In the audit case, it is not useful. I know there can be an endless supply
and there's not much that can be done except dequeueing what's next.
> It's not very useful, I get that, but user space can just clear
> the congestion signal and keep going.
How? The recvfrom man page doesn't even discuss ENOBUFS. Which is one of the
strongest arguments for a kernel side patch. The fact that there is exists a
socket option to declare that you do not want ENOBUFS on netlink sockets is
esoteric knowledge. The netlink(7) man page does cover the flag. But even
where it discusses ENOBUFS, it does not mention that this is preventable by
setting a socket option. I do appreciate this being pointed out. But getting
from the recvfrom man page to a solution is not obvious.
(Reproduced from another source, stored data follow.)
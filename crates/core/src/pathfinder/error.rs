//! Error types for routing.

use serde::{Deserialize, Serialize};
use std::fmt;
use thiserror::Error;

use crate::catalog::Format;

/// Which end of a conversion request a format was given for.
#[derive(Debug, Clone, Copy, PartialEq, Eq, Serialize, Deserialize)]
#[serde(rename_all = "snake_case")]
pub enum FormatRole {
    Source,
    Target,
}

impl fmt::Display for FormatRole {
    fn fmt(&self, f: &mut fmt::Formatter<'_>) -> fmt::Result {
        match self {
            Self::Source => f.write_str("source"),
            Self::Target => f.write_str("target"),
        }
    }
}

/// Errors that prevent a plan from being built.
///
/// Both variants are raised before any engine runs.
#[derive(Debug, Clone, Error, PartialEq, Eq)]
pub enum RoutingError {
    /// The format is not in the catalog.
    #[error("Unknown {role} format: {format:?}")]
    UnknownFormat { format: Format, role: FormatRole },

    /// Both formats are known but their categories are not connected.
    #[error("No conversion path from {from} to {to}")]
    NoPathFound { from: Format, to: Format },
}

impl RoutingError {
    pub fn unknown_source(format: Format) -> Self {
        Self::UnknownFormat {
            format,
            role: FormatRole::Source,
        }
    }

    pub fn unknown_target(format: Format) -> Self {
        Self::UnknownFormat {
            format,
            role: FormatRole::Target,
        }
    }
}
> > It seems like the audit subsystem should set the flag on auditd's
> > socket at registration time in auditd_set(). The kernel is the right
> > place for this because it's the kernel that manages the retry/ hold
> > queues and sets the sk_sndtimeo that triggers the overrun path -
> > auditd has no knowledge of these internals.
>
> We have to carry this code somewhere, either in user space or in
> the kernel. I'd prefer not to carry it in the kernel.
I can put this in the audit daemon. But whoever else writes a similar app
will have to independently discover the same solution when faced with the
pathologically bad behavior. A kernel side fix would have made it easier for
future app developers to be successful.
-Steve